RECORD EXTRACTS: Begin
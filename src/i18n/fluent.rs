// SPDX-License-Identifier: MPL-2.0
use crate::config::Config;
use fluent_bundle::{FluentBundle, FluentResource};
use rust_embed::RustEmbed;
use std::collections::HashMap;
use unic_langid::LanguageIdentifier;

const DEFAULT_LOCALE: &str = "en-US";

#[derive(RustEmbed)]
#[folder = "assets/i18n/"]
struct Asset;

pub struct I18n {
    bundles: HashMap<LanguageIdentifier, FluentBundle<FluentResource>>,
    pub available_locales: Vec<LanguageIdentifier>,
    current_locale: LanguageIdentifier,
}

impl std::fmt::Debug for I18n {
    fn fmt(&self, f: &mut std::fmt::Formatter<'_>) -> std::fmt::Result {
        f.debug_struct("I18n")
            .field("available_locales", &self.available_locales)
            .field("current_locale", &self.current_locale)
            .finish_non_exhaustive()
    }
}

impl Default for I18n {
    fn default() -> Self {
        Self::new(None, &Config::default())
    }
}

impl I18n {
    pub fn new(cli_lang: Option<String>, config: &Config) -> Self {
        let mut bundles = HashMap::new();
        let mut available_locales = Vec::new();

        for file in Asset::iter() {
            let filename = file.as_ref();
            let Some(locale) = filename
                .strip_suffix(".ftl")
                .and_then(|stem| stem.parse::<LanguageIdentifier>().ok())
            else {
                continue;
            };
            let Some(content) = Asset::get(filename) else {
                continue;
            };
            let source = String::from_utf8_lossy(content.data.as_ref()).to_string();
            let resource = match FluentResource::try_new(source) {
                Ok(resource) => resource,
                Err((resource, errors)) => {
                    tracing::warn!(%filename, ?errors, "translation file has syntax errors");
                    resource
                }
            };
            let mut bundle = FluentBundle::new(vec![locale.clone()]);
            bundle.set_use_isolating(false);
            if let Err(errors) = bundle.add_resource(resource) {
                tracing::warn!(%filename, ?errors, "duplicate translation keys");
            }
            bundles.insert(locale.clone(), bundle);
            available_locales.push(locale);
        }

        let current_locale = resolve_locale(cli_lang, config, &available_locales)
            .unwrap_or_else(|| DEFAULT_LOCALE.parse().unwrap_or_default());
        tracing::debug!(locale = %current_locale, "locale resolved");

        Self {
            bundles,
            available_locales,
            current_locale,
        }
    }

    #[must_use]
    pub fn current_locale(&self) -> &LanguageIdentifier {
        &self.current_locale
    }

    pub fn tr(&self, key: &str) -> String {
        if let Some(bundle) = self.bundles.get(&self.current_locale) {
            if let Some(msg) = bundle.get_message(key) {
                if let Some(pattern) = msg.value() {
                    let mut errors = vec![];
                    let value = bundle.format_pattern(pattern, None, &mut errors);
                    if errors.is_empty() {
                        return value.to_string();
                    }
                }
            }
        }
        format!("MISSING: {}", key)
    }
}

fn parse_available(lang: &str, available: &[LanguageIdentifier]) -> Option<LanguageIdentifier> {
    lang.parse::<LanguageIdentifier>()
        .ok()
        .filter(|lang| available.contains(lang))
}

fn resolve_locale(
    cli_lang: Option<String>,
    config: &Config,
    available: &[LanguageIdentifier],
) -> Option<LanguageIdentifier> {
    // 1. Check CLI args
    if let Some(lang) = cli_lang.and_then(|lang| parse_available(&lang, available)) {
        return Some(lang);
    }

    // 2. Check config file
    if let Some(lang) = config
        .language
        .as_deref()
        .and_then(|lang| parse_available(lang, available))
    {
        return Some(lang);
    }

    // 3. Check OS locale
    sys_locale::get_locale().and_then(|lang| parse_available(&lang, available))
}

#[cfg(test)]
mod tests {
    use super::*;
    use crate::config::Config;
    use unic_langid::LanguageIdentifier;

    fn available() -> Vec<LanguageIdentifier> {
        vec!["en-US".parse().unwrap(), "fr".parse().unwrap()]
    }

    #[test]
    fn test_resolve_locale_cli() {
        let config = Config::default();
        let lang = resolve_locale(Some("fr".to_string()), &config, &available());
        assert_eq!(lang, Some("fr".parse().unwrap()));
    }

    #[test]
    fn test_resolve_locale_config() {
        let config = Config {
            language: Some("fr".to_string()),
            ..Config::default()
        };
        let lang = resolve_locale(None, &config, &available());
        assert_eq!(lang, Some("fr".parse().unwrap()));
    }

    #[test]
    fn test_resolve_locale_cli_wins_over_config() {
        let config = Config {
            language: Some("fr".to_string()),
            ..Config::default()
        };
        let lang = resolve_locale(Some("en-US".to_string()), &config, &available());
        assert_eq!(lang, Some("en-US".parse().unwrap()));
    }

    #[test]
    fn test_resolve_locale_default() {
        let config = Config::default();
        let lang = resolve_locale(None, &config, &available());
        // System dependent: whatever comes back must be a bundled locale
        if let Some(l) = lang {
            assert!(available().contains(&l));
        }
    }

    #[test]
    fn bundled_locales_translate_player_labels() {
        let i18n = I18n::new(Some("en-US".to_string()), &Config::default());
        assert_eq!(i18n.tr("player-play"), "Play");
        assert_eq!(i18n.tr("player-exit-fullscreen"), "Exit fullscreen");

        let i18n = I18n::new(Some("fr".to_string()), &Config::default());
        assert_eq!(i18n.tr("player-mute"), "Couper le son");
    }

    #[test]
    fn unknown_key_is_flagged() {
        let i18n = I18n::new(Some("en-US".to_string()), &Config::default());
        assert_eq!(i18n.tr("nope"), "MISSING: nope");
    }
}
RECORD EXTRACTS: End
## EXERCISE DESCRIPTION:
Reproduce each entry above character for character.

## FINISHED EXERCISE:
filename src/i18n/fluent.rs
// SPDX-License-Identifier: MPL-2.0
use crate::config::Config;
use fluent_bundle::{FluentBundle, FluentResource};
use rust_embed::RustEmbed;
use std::collections::HashMap;
use unic_langid::LanguageIdentifier;

const DEFAULT_LOCALE: &str = "en-US";

#[derive(RustEmbed)]
#[folder = "assets/i18n/"]
struct Asset;

pub struct I18n {
    bundles: HashMap<LanguageIdentifier, FluentBundle<FluentResource>>,
    pub available_locales: Vec<LanguageIdentifier>,
    current_locale: LanguageIdentifier,
}

impl std::fmt::Debug for I18n {
    fn fmt(&self, f: &mut std::fmt::Formatter<'_>) -> std::fmt::Result {
        f.debug_struct("I18n")
            .field("available_locales", &self.available_locales)
            .field("current_locale", &self.current_locale)
            .finish_non_exhaustive()
    }
}

impl Default for I18n {
    fn default() -> Self {
        Self::new(None, &Config::default())
    }
}

impl I18n {
    pub fn new(cli_lang: Option<String>, config: &Config) -> Self {
        let mut bundles = HashMap::new();
        let mut available_locales = Vec::new();

        for file in Asset::iter() {
            let filename = file.as_ref();
            let Some(locale) = filename
                .strip_suffix(".ftl")
                .and_then(|stem| stem.parse::<LanguageIdentifier>().ok())
            else {
                continue;
            };
            let Some(content) = Asset::get(filename) else {
                continue;
            };
            let source = String::from_utf8_lossy(content.data.as_ref()).to_string();
            let resource = match FluentResource::try_new(source) {
                Ok(resource) => resource,
                Err((resource, errors)) => {
                    tracing::warn!(%filename, ?errors, "translation file has syntax errors");
                    resource
                }
            };
            let mut bundle = FluentBundle::new(vec![locale.clone()]);
            bundle.set_use_isolating(false);
            if let Err(errors) = bundle.add_resource(resource) {
                tracing::warn!(%filename, ?errors, "duplicate translation keys");
            }
            bundles.insert(locale.clone(), bundle);
            available_locales.push(locale);
        }

        let current_locale = resolve_locale(cli_lang, config, &available_locales)
            .unwrap_or_else(|| DEFAULT_LOCALE.parse().unwrap_or_default());
        tracing::debug!(locale = %current_locale, "locale resolved");

        Self {
            bundles,
            available_locales,
            current_locale,
        }
    }

    #[must_use]
    pub fn current_locale(&self) -> &LanguageIdentifier {
        &self.current_locale
    }

    pub fn tr(&self, key: &str) -> String {
        if let Some(bundle) = self.bundles.get(&self.current_locale) {
            if let Some(msg) = bundle.get_message(key) {
                if let Some(pattern) = msg.value() {
                    let mut errors = vec![];
                    let value = bundle.format_pattern(pattern, None, &mut errors);
                    if errors.is_empty() {
                        return value.to_string();
                    }
                }
            }
        }
        format!("MISSING: {}", key)
    }
}

fn parse_available(lang: &str, available: &[LanguageIdentifier]) -> Option<LanguageIdentifier> {
    lang.parse::<LanguageIdentifier>()
        .ok()
        .filter(|lang| available.contains(lang))
}

fn resolve_locale(
    cli_lang: Option<String>,
    config: &Config,
    available: &[LanguageIdentifier],
) -> Option<LanguageIdentifier> {
    // 1. Check CLI args
    if let Some(lang) = cli_lang.and_then(|lang| parse_available(&lang, available)) {
        return Some(lang);
    }

    // 2. Check config file
    if let Some(lang) = config
        .language
        .as_deref()
        .and_then(|lang| parse_available(lang, available))
    {
        return Some(lang);
    }

    // 3. Check OS locale
    sys_locale::get_locale().and_then(|lang| parse_available(&lang, available))
}

#[cfg(test)]
mod tests {
    use super::*;
    use crate::config::Config;
    use unic_langid::LanguageIdentifier;

    fn available() -> Vec<LanguageIdentifier> {
        vec!["en-US".parse().unwrap(), "fr".parse().unwrap()]
    }

    #[test]
    fn test_resolve_locale_cli() {
        let config = Config::default();
        let lang = resolve_locale(Some("fr".to_string()), &config, &available());
        assert_eq!(lang, Some("fr".parse().unwrap()));
    }

    #[test]
    fn test_resolve_locale_config() {
        let config = Config {
            language: Some("fr".to_string()),
            ..Config::default()
        };
        let lang = resolve_locale(None, &config, &available());
        assert_eq!(lang, Some("fr".parse().unwrap()));
    }

    #[test]
    fn test_resolve_locale_cli_wins_over_config() {
        let config = Config {
            language: Some("fr".to_string()),
            ..Config::default()
        };
        let lang = resolve_locale(Some("en-US".to_string()), &config, &available());
        assert_eq!(lang, Some("en-US".parse().unwrap()));
    }

    #[test]
    fn test_resolve_locale_default() {
        let config = Config::default();
        let lang = resolve_locale(None, &config, &available());
        // System dependent: whatever comes back must be a bundled locale
        if let Some(l) = lang {
            assert!(available().contains(&l));
        }
    }

    #[test]
    fn bundled_locales_translate_player_labels() {
        let i18n = I18n::new(Some("en-US".to_string()), &Config::default());
        assert_eq!(i18n.tr("player-play"), "Play");
        assert_eq!(i18n.tr("player-exit-fullscreen"), "Exit fullscreen");

        let i18n = I18n::new(Some("fr".to_string()), &Config::default());
        assert_eq!(i18n.tr("player-mute"), "Couper le son");
    }

    #[test]
    fn unknown_key_is_flagged() {
        let i18n = I18n::new(Some("en-US".to_string()), &Config::default());
        assert_eq!(i18n.tr("nope"), "MISSING: nope");
    }
}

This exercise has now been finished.